Caesar Carpentier Antoine | |
Office: | 13th Lieutenant Governor of Louisiana |
Term Start: | May 22, 1873 |
Term End: | April 24, 1877 |
Governor: | William P. Kellogg Stephen B. Packard |
Preceded: | P.B.S. Pinchback |
Succeeded: | Louis A. Wiltz |
Office2: | Louisiana State Senator from Caddo Parish |
Term Start2: | 1868 |
Term End2: | 1872 |
Birth Place: | New Orleans, Louisiana, U.S. |
Birth Date: | c. 1836 |
Death Place: | Shreveport, Louisiana, U.S. |
Resting Place: | New Bethlehem Baptist Church Cemetery |
Party: | Republican |
Occupation: | Barber, Editor, Businessman |
Allegiance: | United States of America |
Branch: | Union Army |
Unit: | 7th Louisiana (Colored) Infantry Regiment |
Battles: | American Civil War |
Rank: | Captain |
Relations: | Felix C. Antoine (brother) |
Caesar Carpentier Antoine (c. 1836–1921) was a soldier, businessman, editor, and African-American Republican politician in Louisiana during the Reconstruction era.[1]
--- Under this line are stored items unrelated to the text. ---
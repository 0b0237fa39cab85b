//! Client-level error types shared across the dispatcher, guard, coordinator, and stores.

// self
use crate::{_prelude::*, transport::ApiResponse};

/// Crate-wide result type alias returning [`Error`] by default.
pub type Result<T, E = Error> = std::result::Result<T, E>;

type BoxError = Box<dyn std::error::Error + Send + Sync>;

/// Canonical client error exposed by public APIs.
#[derive(Debug, ThisError)]
pub enum Error {
	/// Storage-layer failure.
	#[error("{0}")]
	Storage(
		#[from]
		#[source]
		crate::store::StoreError,
	),
	/// Local configuration problem.
	#[error(transparent)]
	Config(#[from] ConfigError),
	/// Transport failure (DNS, TCP, TLS).
	#[error(transparent)]
	Transport(#[from] TransportError),
	/// The refresh episode this call depended on failed; the stored credentials were cleared
	/// unless the episode was abandoned.
	#[error(transparent)]
	RefreshFailed(#[from] RefreshError),
	/// A `401` surfaced without a refresh attempt because replay is disabled.
	#[error("Request was rejected with status {}.", response.status)]
	Unauthorized {
		/// Authorization failure, returned untouched.
		response: ApiResponse,
	},
	/// A call that was already replayed with a fresh credential was rejected again.
	#[error("Replayed request was rejected with status {}.", response.status)]
	ReplayRejected {
		/// Second authorization failure, returned untouched.
		response: ApiResponse,
	},
	/// The sign-in exchange rejected the supplied identifier/secret pair.
	#[error("Sign-in was rejected with status {status}.")]
	SignInRejected {
		/// HTTP status returned by the sign-in endpoint.
		status: u16,
		/// Response body preview.
		body: String,
	},
	/// A non-success status surfaced by a typed helper such as `get_json`.
	#[error("Request failed with status {}.", response.status)]
	Status {
		/// Response that carried the failing status.
		response: ApiResponse,
	},
	/// A response body could not be decoded into the requested type.
	#[error("Response body could not be decoded.")]
	Decode {
		/// Structured parsing failure.
		#[source]
		source: serde_path_to_error::Error<serde_json::Error>,
		/// HTTP status code of the response that failed to decode.
		status: u16,
	},
}

/// Why a refresh episode failed.
///
/// One outcome is shared by the leader and every queued follower, so the type is `Clone` and
/// carries only owned strings.
#[derive(Clone, Debug, PartialEq, Eq, ThisError)]
pub enum RefreshError {
	/// No refresh credential was stored; no remote call was attempted.
	#[error("No refresh credential is available.")]
	MissingRefreshCredential,
	/// The refresh endpoint answered with a non-success status.
	#[error("Refresh endpoint rejected the credential with status {status}.")]
	Rejected {
		/// HTTP status returned by the refresh endpoint.
		status: u16,
		/// Response body preview.
		body: String,
	},
	/// The refresh endpoint answered 2xx without a usable access credential.
	#[error("Refresh endpoint returned an unusable response: {message}.")]
	MalformedResponse {
		/// Parser or validation message.
		message: String,
	},
	/// The refresh request body could not be serialized.
	#[error("Refresh request could not be encoded: {message}.")]
	Encode {
		/// Serializer message.
		message: String,
	},
	/// The refresh exchange never reached the endpoint or lost its connection.
	#[error("Refresh exchange failed in transport: {message}.")]
	Transport {
		/// Transport-supplied message.
		message: String,
	},
	/// The refresh exchange exceeded the configured timeout.
	#[error("Refresh exchange timed out after {after}.")]
	TimedOut {
		/// Timeout that elapsed.
		after: Duration,
	},
	/// The fresh credential could not be persisted.
	#[error("Refreshed credential could not be stored: {message}.")]
	Storage {
		/// Store-supplied message.
		message: String,
	},
	/// The episode task panicked or was cancelled before it produced an outcome.
	#[error("Refresh episode was abandoned before it completed.")]
	Abandoned,
}

/// Configuration and validation failures raised by the client.
#[derive(Debug, ThisError)]
pub enum ConfigError {
	/// HTTP client could not be constructed.
	#[error("HTTP client could not be constructed.")]
	HttpClientBuild {
		/// Underlying transport builder failure.
		#[source]
		source: BoxError,
	},
	/// Endpoint path cannot be joined onto the base URL.
	#[error("Endpoint `{path}` cannot be resolved against the base URL.")]
	InvalidEndpoint {
		/// Path that failed to join.
		path: String,
		/// Underlying parsing failure.
		#[source]
		source: url::ParseError,
	},
	/// Stored access credential contains bytes that are not valid in an HTTP header.
	#[error("Access credential cannot be encoded as an Authorization header.")]
	InvalidCredential,
	/// Request body could not be serialized.
	#[error("Request body could not be serialized.")]
	Encode(#[from] serde_json::Error),
	/// Configuration failed validation.
	#[error(transparent)]
	Validation(#[from] crate::config::ConfigValidationError),
}
impl ConfigError {
	/// Wraps a transport's builder failure inside [`ConfigError`].
	pub fn http_client_build(src: impl 'static + Send + Sync + std::error::Error) -> Self {
		Self::HttpClientBuild { source: Box::new(src) }
	}
}
#[cfg(feature = "reqwest")]
impl From<ReqwestError> for ConfigError {
	fn from(e: ReqwestError) -> Self {
		Self::http_client_build(e)
	}
}

/// Transport-level failures (network, IO).
#[derive(Debug, ThisError)]
pub enum TransportError {
	/// Underlying HTTP client reported a network failure.
	#[error("Network error occurred while calling {url}.")]
	Network {
		/// Target URL of the failed call.
		url: String,
		/// Transport-specific network error.
		#[source]
		source: BoxError,
	},
	/// Underlying IO failure surfaced during transport.
	#[error("I/O error occurred during transport.")]
	Io(#[from] std::io::Error),
}
impl TransportError {
	/// Wraps a transport-specific network error.
	pub fn network(url: &Url, src: impl 'static + Send + Sync + std::error::Error) -> Self {
		Self::Network { url: url.to_string(), source: Box::new(src) }
	}
}
impl From<TransportError> for RefreshError {
	fn from(e: TransportError) -> Self {
		let message = match StdError::source(&e) {
			Some(source) => format!("{e} {source}"),
			None => e.to_string(),
		};

		Self::Transport { message }
	}
}

#[cfg(test)]
mod tests {
	// self
	use super::*;

	#[test]
	fn refresh_error_converts_into_client_error() {
		let err: Error = RefreshError::MissingRefreshCredential.into();

		assert!(matches!(err, Error::RefreshFailed(RefreshError::MissingRefreshCredential)));
		assert_eq!(err.to_string(), "No refresh credential is available.");
	}

	#[test]
	fn transport_error_flattens_into_refresh_error() {
		let url = Url::parse("https://api.example.com/api/auth/token/refresh/")
			.expect("Fixture URL should parse.");
		let io = std::io::Error::new(std::io::ErrorKind::ConnectionReset, "reset by peer");
		let refresh = RefreshError::from(TransportError::network(&url, io));

		match refresh {
			RefreshError::Transport { message } => {
				assert!(message.contains("api.example.com"));
				assert!(message.contains("reset by peer"));
			},
			other => panic!("Unexpected refresh error: {other:?}."),
		}
	}
}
He was born as a free man of color in New Orleans. His brother was Felix C. Antoine.[2]
During the Civil War, he served as Captain in the 7th Louisiana Regiment Infantry and 10th U.S. Colored Heavy Artillery Regiment.[3] After the war, he moved to Shreveport, Louisiana. He was a member of St. Paul's Colored Methodist Episcopal Church and lived in the Allendale neighborhood.
He was elected as a state senator for Caddo Parish in 1868, partaking in the Louisiana Constitutional Convention. He served until 1872 when he was elected to serve as Lieutenant Governor of Louisiana, the third man of color to hold that position. He co-founded a newspaper with P. B. S. Pinchback, his immediate predecessor.
He became a Worshipful Master in 1884. Shreveport's Freeman Lodge Number 185 of the Price Hall Masons is named in his honor.
In 1887, he co-founded Comité des Citoyens, which fought the case that became Plessy v. Ferguson, and became its vice-president.